New insights into the pharmacological, immunological, and CAR-T-cell approaches in the treatment of hepatocellular carcinoma

The tyrosine kinase inhibitor (TKI) sorafenib continues to be the anchor drug in the treatment of advanced stage hepatocellular carcinoma (HCC). Other TKIs as well as immune checkpoint inhibitors (ICIs) have also been approved, however the response rates remain poor and heterogeneous among HCC patients, largely due to antitumor drug resistance. Studies aimed at identifying novel biomarkers and developing new strategies to improve the response to current treatment and to overcome drug resistance, are urgently needed.
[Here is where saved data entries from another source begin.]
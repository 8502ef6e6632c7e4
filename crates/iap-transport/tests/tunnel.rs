//! Tunnel lifecycle and relay tests

mod common;

use std::sync::atomic::{AtomicUsize, Ordering};
use std::sync::Arc;
use std::time::Duration;

use tokio::io::{AsyncReadExt, AsyncWriteExt};
use tokio::net::TcpStream;
use tokio::sync::mpsc;

use iap_core::{InstanceLocator, NetworkStatistics, TransportPolicy, TunnelError};
use iap_transport::{ListenerBinder, RelayListener, TcpBinder, Tunnel, TunnelFlags};

use common::{sample_instance, sample_profile, start_tunnel, wait_until, Remote, ScriptedTarget};

#[tokio::test]
async fn test_statistics_are_delegated_to_listener() {
    let stats = Arc::new(NetworkStatistics::new());
    stats.on_receive_completed(1);
    stats.on_transmit_completed(3);

    let profile = sample_profile(22);
    let socket = TcpBinder.bind("127.0.0.1:0".parse().unwrap()).unwrap();
    let listener = RelayListener::new(
        socket,
        ScriptedTarget::new(Remote::Echo),
        Arc::clone(profile.policy()),
        TunnelFlags::default(),
    )
    .unwrap()
    .with_statistics(stats);

    let tunnel = Tunnel::start(listener, profile, TunnelFlags::default());
    assert_eq!(tunnel.statistics().bytes_received(), 1);
    assert_eq!(tunnel.statistics().bytes_transmitted(), 3);
}

#[tokio::test]
async fn test_tunnel_exposes_profile_details() {
    let profile = sample_profile(22);
    let tunnel = start_tunnel(&profile, ScriptedTarget::new(Remote::Echo));

    assert!(tunnel.local_endpoint().ip().is_loopback());
    assert_ne!(tunnel.local_endpoint().port(), 0);
    assert_eq!(tunnel.target_instance(), &sample_instance());
    assert_eq!(tunnel.target_port(), 22);
    assert_eq!(tunnel.protocol().id(), "rdp");
    assert_eq!(tunnel.policy().id(), "allow-all");
    assert_eq!(tunnel.profile().key(), profile.key());
    assert!(tunnel.flags().loopback_only);
    assert!(!tunnel.is_closed());
}

#[tokio::test]
async fn test_relay_counts_bytes_in_both_directions() {
    let target = ScriptedTarget::new(Remote::Reply {
        expect: 3,
        reply: b"!".to_vec(),
    });
    let tunnel = start_tunnel(&sample_profile(3389), target.clone());

    let mut client = TcpStream::connect(tunnel.local_endpoint()).await.unwrap();
    client.write_all(b"abc").await.unwrap();

    let mut reply = Vec::new();
    client.read_to_end(&mut reply).await.unwrap();
    assert_eq!(reply, b"!");

    assert!(
        wait_until(|| {
            tunnel.statistics().bytes_received() == 1
                && tunnel.statistics().bytes_transmitted() == 3
        })
        .await
    );
    assert_eq!(target.connects(), 1);
}

#[tokio::test]
async fn test_each_client_gets_its_own_relay() {
    let target = ScriptedTarget::new(Remote::Echo);
    let tunnel = start_tunnel(&sample_profile(22), target.clone());

    for message in [&b"first"[..], &b"second"[..]] {
        let mut client = TcpStream::connect(tunnel.local_endpoint()).await.unwrap();
        client.write_all(message).await.unwrap();

        let mut echoed = vec![0u8; message.len()];
        client.read_exact(&mut echoed).await.unwrap();
        assert_eq!(echoed, message);
    }

    assert_eq!(target.connects(), 2);
}

#[tokio::test]
async fn test_dispose_releases_listener() {
    let tunnel = start_tunnel(&sample_profile(22), ScriptedTarget::new(Remote::Echo));
    let endpoint = tunnel.local_endpoint();

    tunnel.dispose();

    assert!(tunnel.is_closed());
    assert!(TcpStream::connect(endpoint).await.is_err());
}

#[tokio::test]
async fn test_close_waits_for_relay_loop() {
    let tunnel = start_tunnel(&sample_profile(22), ScriptedTarget::new(Remote::Echo));

    tokio::time::timeout(Duration::from_secs(5), tunnel.close())
        .await
        .expect("relay loop did not stop");
    assert!(tunnel.is_closed());

    // Closing again completes immediately.
    tokio::time::timeout(Duration::from_secs(5), tunnel.close())
        .await
        .expect("second close hung");
}

#[tokio::test]
async fn test_closed_handlers_run_exactly_once() {
    let tunnel = start_tunnel(&sample_profile(22), ScriptedTarget::new(Remote::Echo));

    let closed = Arc::new(AtomicUsize::new(0));
    let counter = Arc::clone(&closed);
    tunnel.on_closed(move |_| {
        counter.fetch_add(1, Ordering::SeqCst);
    });

    tunnel.dispose();
    tunnel.dispose();
    tunnel.close().await;
    drop(tunnel);

    assert_eq!(closed.load(Ordering::SeqCst), 1);
}

#[tokio::test]
async fn test_handler_registered_after_close_runs_immediately() {
    let tunnel = start_tunnel(&sample_profile(22), ScriptedTarget::new(Remote::Echo));
    tunnel.close().await;

    let closed = Arc::new(AtomicUsize::new(0));
    let counter = Arc::clone(&closed);
    tunnel.on_closed(move |_| {
        counter.fetch_add(1, Ordering::SeqCst);
    });

    assert_eq!(closed.load(Ordering::SeqCst), 1);
}

#[tokio::test]
async fn test_dropping_last_reference_closes_tunnel() {
    let tunnel = start_tunnel(&sample_profile(22), ScriptedTarget::new(Remote::Echo));
    let endpoint = tunnel.local_endpoint();

    let closed = Arc::new(AtomicUsize::new(0));
    let counter = Arc::clone(&closed);
    tunnel.on_closed(move |_| {
        counter.fetch_add(1, Ordering::SeqCst);
    });

    drop(tunnel);

    assert_eq!(closed.load(Ordering::SeqCst), 1);
    assert!(TcpStream::connect(endpoint).await.is_err());
}

#[derive(Debug)]
struct DenyClientsPolicy;

impl TransportPolicy for DenyClientsPolicy {
    fn id(&self) -> &str {
        "deny-clients"
    }

    fn is_permitted(&self, _target: &InstanceLocator, _port: u16) -> bool {
        true
    }

    fn is_client_allowed(&self, _peer: std::net::SocketAddr) -> bool {
        false
    }
}

#[tokio::test]
async fn test_clients_rejected_by_policy_are_dropped() {
    let target = ScriptedTarget::new(Remote::Echo);
    let profile = iap_core::TunnelProfile::new(
        Arc::new(iap_core::Rdp),
        Arc::new(DenyClientsPolicy),
        sample_instance(),
        3389,
        None,
    )
    .unwrap();
    let tunnel = start_tunnel(&profile, target.clone());

    let mut client = TcpStream::connect(tunnel.local_endpoint()).await.unwrap();
    let mut buf = [0u8; 1];
    let read = tokio::time::timeout(Duration::from_secs(5), client.read(&mut buf))
        .await
        .expect("rejected client was not dropped");
    assert!(matches!(read, Ok(0)) || read.is_err());

    assert_eq!(target.connects(), 0);
    assert!(!tunnel.is_closed());
}

#[tokio::test]
async fn test_relay_failure_drops_client_but_keeps_tunnel() {
    let target = ScriptedTarget::new(Remote::Deny(|| {
        TunnelError::NetworkStreamClosed("mock".into())
    }));
    let tunnel = start_tunnel(&sample_profile(22), target.clone());

    let mut client = TcpStream::connect(tunnel.local_endpoint()).await.unwrap();
    let mut buf = [0u8; 1];
    let read = tokio::time::timeout(Duration::from_secs(5), client.read(&mut buf))
        .await
        .expect("client was not dropped");
    assert!(matches!(read, Ok(0)) || read.is_err());

    assert_eq!(target.connects(), 1);
    assert!(!tunnel.is_closed());
}

#[tokio::test]
async fn test_client_reset_closes_relay_stream() {
    let (streams, mut relayed) = mpsc::unbounded_channel();
    let tunnel = start_tunnel(&sample_profile(22), ScriptedTarget::new(Remote::Forward(streams)));

    let client = TcpStream::connect(tunnel.local_endpoint()).await.unwrap();
    let mut remote = tokio::time::timeout(Duration::from_secs(2), relayed.recv())
        .await
        .unwrap()
        .unwrap();

    client.set_linger(Some(Duration::ZERO)).unwrap();
    drop(client);

    let mut buf = Vec::new();
    let read = tokio::time::timeout(Duration::from_secs(2), remote.read_to_end(&mut buf)).await;
    assert!(matches!(read, Ok(Ok(0))));
    assert!(!tunnel.is_closed());
}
Germline or somatic mutations, neoantigens, and an immunotolerogenic state against constant inflammatory stimuli in the liver, are crucial for the anti-tumor response. A pharmacogenetic approach has been attempted considering germline polymorphisms in genes encoding for proteins involved in drug-targeted pathways. Single gene and comprehensive multi-gene somatic profiling approaches have been adopted in HCC to identify tumor sensitivity scores and immunogenic profiles that can be exploited for new biomarkers and innovative therapeutic approaches. However, the high genomic heterogeneity of tumors and lack of molecularly targeted agents, hamper the discovery of specific molecular markers of resistance to therapy. Adoptive cell therapy with chimeric antigen receptor redirected T (CAR-T) cells targeting specific tumor-associated antigens (TAAs) was proposed recently. The specificity of the chosen TAA, an efficient homing of CAR-T cells to the tumor site, and the ability of CAR-T cells to survive in the tumor microenvironment are central factors in the success of CAR-T therapy.